Work Package 2

The lack of direct observations of ARs calls for an analysis mainly based on the model’s representation of reality, which is anyway guaranteed by the renowned expertise of the research units in the field of meteorological/hydrological modelling. Satellite observations will help in monitoring ARs offshore, especially concerning the characterization of the vertical structure. WV vertical profile will be also available through the EARLINET Lidar network and together with MW radiometers and GPS data will be used to support model simulations and process studies.

Activity 2.1 Meteorological modelling and satellite observations 

The main factors that control the amount of precipitation include moisture availability and thermodynamic profile of the flow impinging on the orography. Moist-neutral stratification of ARs offshore combined with strong low-level flow and large WV content, provides an ideal condition for significant orographic rainfall enhancement. Thus, ARs often focus heaviest precipitation on the windward slopes of mountains, where uplift is provided. The focus will be on local scale processes that determine rainfall distribution. Due to coarse resolution, reanalyses are not suitable for representing AR-orography interaction over a very complex environment. High-resolution simulations will investigate the characteristics of the main ARs identified in WP1 and CC-A, also exploiting satellite observations.

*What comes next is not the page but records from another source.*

use std::fs;
use std::path::PathBuf;

use adapters::{decode_onchain_trades, generate_demo_trades, parse_trades_csv, OnChainEnv};
use analytics::{MetricsEngine, MetricsOptions, MetricsReport};
use anyhow::Context;
use chrono::{NaiveDate, Utc};
use clap::{Args, Parser, Subcommand};
use configuration::{load_config, Config};
use filters::{filter_trades, TradeFilters};
use insights::{InsightsEngine, InsightsOptions, InsightsReport};
use journal::{AnnotationStore, JournalEntry, JournalStore};
use rust_decimal::Decimal;
use serde::Serialize;
use tracing::info;
use tracing_subscriber::EnvFilter;

mod cache;

use cache::{CacheKey, MetricsCache, DEFAULT_CACHE_CAPACITY};

/// The main entry point for the Derivision analytics CLI.
fn main() -> anyhow::Result<()> {
    tracing_subscriber::fmt()
        .with_env_filter(
            EnvFilter::try_from_default_env().unwrap_or_else(|_| EnvFilter::new("info")),
        )
        .with_writer(std::io::stderr)
        .init();

    let cli = Cli::parse();
    let config = load_config()?;

    match &cli.command {
        Commands::Demo(_) | Commands::Csv(_) | Commands::Decode(_) => {
            handle_analysis(&cli, &config)
        }
        Commands::Journal(args) => handle_journal(args, &config),
        Commands::Annotate(args) => handle_annotate(args, &config),
    }
}

/// Runs the full pipeline for one of the trade sources: adapter -> filter ->
/// metrics (through the bounded cache) -> insights -> JSON document.
fn handle_analysis(cli: &Cli, config: &Config) -> anyhow::Result<()> {
    // 1. Source: every adapter yields the same validated batch shape.
    let trades = match &cli.command {
        Commands::Demo(args) => {
            let count = args.count.unwrap_or(config.demo.count);
            let seed = args.seed.unwrap_or(config.demo.seed);
            generate_demo_trades(count, seed)
        }
        Commands::Csv(args) => {
            let text = fs::read_to_string(&args.file)
                .with_context(|| format!("reading {}", args.file.display()))?;
            parse_trades_csv(&text)?
        }
        Commands::Decode(args) => {
            let env = OnChainEnv {
                rpc_url: config.onchain.rpc_url.clone(),
                program_id: config.onchain.program_id.clone(),
                version: config.onchain.version,
            };
            let text = fs::read_to_string(&args.file)
                .with_context(|| format!("reading {}", args.file.display()))?;
            decode_onchain_trades(&env, &text)?
        }
        Commands::Journal(_) | Commands::Annotate(_) => {
            anyhow::bail!("not an analysis command")
        }
    };

    // 2. Filter.
    let utc_offset = config.analytics.utc_offset();
    let trade_filters = TradeFilters {
        symbol: cli.filters.symbol.clone(),
        from: cli.filters.from,
        to: cli.filters.to,
        utc_offset,
    };
    let filtered = filter_trades(&trades, &trade_filters);
    info!(total = trades.len(), kept = filtered.len(), "batch filtered");

    // 3. Metrics, through the calling layer's bounded cache. The engines
    // stay pure; memoization lives here.
    let options = MetricsOptions {
        starting_equity: cli
            .filters
            .starting_equity
            .unwrap_or(config.analytics.starting_equity),
        utc_offset,
    };
    let mut metrics_cache = MetricsCache::new(DEFAULT_CACHE_CAPACITY);
    let key = CacheKey::new(1, &trade_filters);
    let engine = MetricsEngine::new();
    let metrics = metrics_cache
        .get_or_compute(key, || engine.compute(&filtered, &options))
        .clone();

    // 4. Insights on top of the metrics report.
    let insights =
        InsightsEngine::new().compute(&filtered, &metrics, &InsightsOptions { utc_offset });

    // 5. Render.
    let document = AnalysisDocument { metrics, insights };
    let rendered = serde_json::to_string_pretty(&document)?;
    match &cli.filters.output {
        Some(path) => {
            fs::write(path, rendered).with_context(|| format!("writing {}", path.display()))?;
            info!(path = %path.display(), "report written");
        }
        None => println!("{rendered}"),
    }

    Ok(())
}

fn handle_journal(args: &JournalArgs, config: &Config) -> anyhow::Result<()> {
    let mut store = JournalStore::open(&config.journal.journal_path);
    match &args.action {
        JournalAction::List => {
            let rendered = serde_json::to_string_pretty(store.entries())?;
            println!("{rendered}");
        }
        JournalAction::Add(add) => {
            let mut entry = JournalEntry::new(add.title.clone(), Utc::now());
            entry.symbols = add.symbols.clone();
            entry.tags = add.tags.clone();
            if let Some(notes) = &add.notes {
                entry.notes = notes.clone();
            }
            if let Some(confidence) = add.confidence {
                entry.confidence = confidence;
            }
            let id = entry.id.clone();
            store.upsert(entry);
            store.save()?;
            info!(id = %id, "journal entry added");
        }
        JournalAction::Remove(remove) => {
            if store.remove(&remove.id) {
                store.save()?;
                info!(id = %remove.id, "journal entry removed");
            } else {
                anyhow::bail!("no journal entry with id {}", remove.id);
            }
        }
    }
    Ok(())
}

fn handle_annotate(args: &AnnotateArgs, config: &Config) -> anyhow::Result<()> {
    let mut store = AnnotationStore::open(&config.journal.annotations_path);
    let mut annotation = store.get(&args.trade_id).cloned().unwrap_or_default();
    if let Some(notes) = &args.notes {
        annotation.notes = notes.clone();
    }
    if !args.tags.is_empty() {
        annotation.tags = args.tags.clone();
    }
    if args.reviewed {
        annotation.reviewed = true;
    }
    store.upsert(args.trade_id.clone(), annotation);
    store.save()?;
    info!(trade_id = %args.trade_id, "trade annotation saved");
    Ok(())
}

/// Trading analytics over normalized trade batches: performance metrics and
/// behavioral insights from demo, CSV, or on-chain sources, plus the local
/// trade journal.
#[derive(Parser)]
#[command(author, version, about, long_about = None)]
struct Cli {
    #[command(subcommand)]
    command: Commands,

    #[command(flatten)]
    filters: CommonArgs,
}

#[derive(Args)]
struct CommonArgs {
    /// Restrict the analysis to a single symbol (exact match).
    #[arg(long, global = true)]
    symbol: Option<String>,

    /// First calendar day to include (YYYY-MM-DD).
    #[arg(long, global = true)]
    from: Option<NaiveDate>,

    /// Last calendar day to include, end-of-day inclusive (YYYY-MM-DD).
    #[arg(long, global = true)]
    to: Option<NaiveDate>,

    /// Overrides the configured starting-equity baseline.
    #[arg(long, global = true)]
    starting_equity: Option<Decimal>,

    /// Write the JSON report here instead of stdout.
    #[arg(long, global = true)]
    output: Option<PathBuf>,
}

#[derive(Subcommand)]
enum Commands {
    /// Analyze a deterministic demo batch.
    Demo(DemoArgs),
    /// Import and analyze a CSV trade export.
    Csv(FileArgs),
    /// Decode and analyze on-chain program event logs (JSON lines).
    Decode(FileArgs),
    /// Inspect or edit the trade journal.
    Journal(JournalArgs),
    /// Attach notes to a trade by id.
    Annotate(AnnotateArgs),
}

#[derive(Args)]
struct DemoArgs {
    /// Number of generated trades.
    #[arg(long)]
    count: Option<usize>,

    /// Generator seed.
    #[arg(long)]
    seed: Option<u64>,
}

#[derive(Args)]
struct FileArgs {
    /// Input file path.
    #[arg(long)]
    file: PathBuf,
}

#[derive(Args)]
struct JournalArgs {
    #[command(subcommand)]
    action: JournalAction,
}

#[derive(Subcommand)]
enum JournalAction {
    /// Print all journal entries, newest first.
    List,
    /// Add a new entry.
    Add(JournalAddArgs),
    /// Remove an entry by id.
    Remove(JournalRemoveArgs),
}

#[derive(Args)]
struct JournalAddArgs {
    #[arg(long)]
    title: String,

    /// Symbols this entry covers.
    #[arg(long, value_delimiter = ',')]
    symbols: Vec<String>,

    #[arg(long, value_delimiter = ',')]
    tags: Vec<String>,

    #[arg(long)]
    notes: Option<String>,

    /// Conviction 1-10.
    #[arg(long)]
    confidence: Option<u8>,
}

#[derive(Args)]
struct JournalRemoveArgs {
    #[arg(long)]
    id: String,
}

#[derive(Args)]
struct AnnotateArgs {
    #[arg(long)]
    trade_id: String,

    #[arg(long)]
    notes: Option<String>,

    #[arg(long, value_delimiter = ',')]
    tags: Vec<String>,

    /// Mark the trade as reviewed.
    #[arg(long)]
    reviewed: bool,
}

/// The document printed (or written) for one analysis run.
#[derive(Serialize)]
struct AnalysisDocument {
    metrics: MetricsReport,
    insights: InsightsReport,
}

Activity 2.2 Hydrological modelling

ARs have been linked to many of the largest winter floods over the coastal areas of Europe where they cause extreme rainfall particularly in autumn and winter. High-resolution hydrological simulations will be performed in order to investigate events identified in WP1 and CC-A, in particular establishing linkages between high runoff depending on basin characteristics, landfalling ARs trajectories and orographic forcing. 

The probability and the timing of flood risk will be investigated. Using a distributed parameter hydrological model based on a regular spatial grid that includes explicit computation of the physical processes, it is possible to study the response of the basins to different ARs. 

For the case studies, in addition to the simulated flow discharge values, we will also exploit a stress index approach: discharge and runoff are combined with geographical information related to the upstream basin displacement, using other variables, such as the hydraulic radius (a linear function of the drained area) and time of concentration (that implicitly considers runoff conditions upstream). Stress indices provide information in each point of the drainage network, and their mutual variation from upstream to downstream along the river path is proportional. The methodologies will identify the relevant features of an AR conducive to high hydrological impact (e.g. intensity/duration) and watershed characteristics critical for turning precipitation into flooding, such as antecedent soil conditions, snow-rain partitioning and snow melting which are still uncharted aspects, very relevant given the complexity of the Italian territory.